WORK TO COMPLETE |
Return the lines of the data below in which the string "FetchHook" occurs.

DATA FOR THE TASK |
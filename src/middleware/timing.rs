use axum::{
    extract::Request,
    http::{HeaderName, HeaderValue},
    middleware::Next,
    response::Response,
};
use std::time::Instant;

const RESPONSE_TIME_US: HeaderName = HeaderName::from_static("x-response-time-us");
const SERVER_TIMING: HeaderName = HeaderName::from_static("server-timing");

/// Stamps every response with its handling time, in microseconds as
/// `x-response-time-us` and in milliseconds as a `server-timing` entry.
/// Requests under `/api` also get an access-log line.
pub async fn timing_middleware(req: Request, next: Next) -> Response {
    let method = req.method().clone();
    let path = req.uri().path().to_owned();

    let started = Instant::now();
    let mut response = next.run(req).await;
    let elapsed = started.elapsed();
    let elapsed_us = elapsed.as_micros() as u64;

    let headers = response.headers_mut();
    headers.insert(RESPONSE_TIME_US, HeaderValue::from(elapsed_us));
    let server_timing = format!("total;dur={:.3}", elapsed.as_secs_f64() * 1000.0);
    if let Ok(value) = HeaderValue::from_str(&server_timing) {
        headers.insert(SERVER_TIMING, value);
    }

    // `/` is the liveness probe; logging it would drown everything else
    if path.starts_with("/api") {
        tracing::info!(
            %method,
            %path,
            status = response.status().as_u16(),
            elapsed_us,
            "request"
        );
    }

    response
}
pub mod board;
pub mod cli;
pub mod commands;
pub mod config;
pub mod http;
pub mod render;

use std::ffi::OsString;

use anyhow::Context;
use clap::Parser;
use taskdeck_shared::FetchHook;
use tracing::{
  debug,
  info
};

#[tracing::instrument(skip_all)]
pub fn run(
  raw_args: Vec<OsString>
) -> anyhow::Result<()> {
  let pre =
    cli::preprocess_args(&raw_args)?;
  let cli = cli::GlobalCli::parse_from(
    pre.cleaned_args
  );

  cli::init_tracing(
    cli.verbose,
    cli.quiet
  )?;

  info!(
    verbose = cli.verbose,
    quiet = cli.quiet,
    "starting taskdeck CLI"
  );
  debug!(
    overrides = pre.rc_overrides.len(),
    "preprocessed rc overrides"
  );

  let mut cfg = config::Config::load(
    cli.config.as_deref()
  )?;
  cfg.apply_overrides(
    pre
      .rc_overrides
      .into_iter()
      .chain(
        cli
          .rc_overrides
          .iter()
          .map(|kv| {
            (
              kv.key.clone(),
              kv.value.clone()
            )
          })
      )
      .chain(cli.flag_overrides())
  );

  let runtime =
    tokio::runtime::Builder::new_current_thread()
      .enable_all()
      .build()
      .context(
        "failed to start async \
         runtime"
      )?;

  let transport = {
    let _guard = runtime.enter();
    http::ReqwestTransport::new(
      &cfg.api_url(),
      cfg.timeout()?
    )?
  };
  info!(
    api = %transport.base_url(),
    "using task API"
  );

  let renderer =
    render::Renderer::new(&cfg)?;
  let mut board = board::TaskBoard::new(
    FetchHook::new(
      transport,
      render::TerminalObserver
    ),
    cfg.session()
  );
  let command = cli
    .command
    .unwrap_or(cli::Command::List);

  runtime.block_on(commands::dispatch(
    &mut board,
    &renderer,
    command
  ))?;

  info!("done");
  Ok(())
}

EXERCISE RESPONSE |
use taskdeck_shared::FetchHook;
    FetchHook::new(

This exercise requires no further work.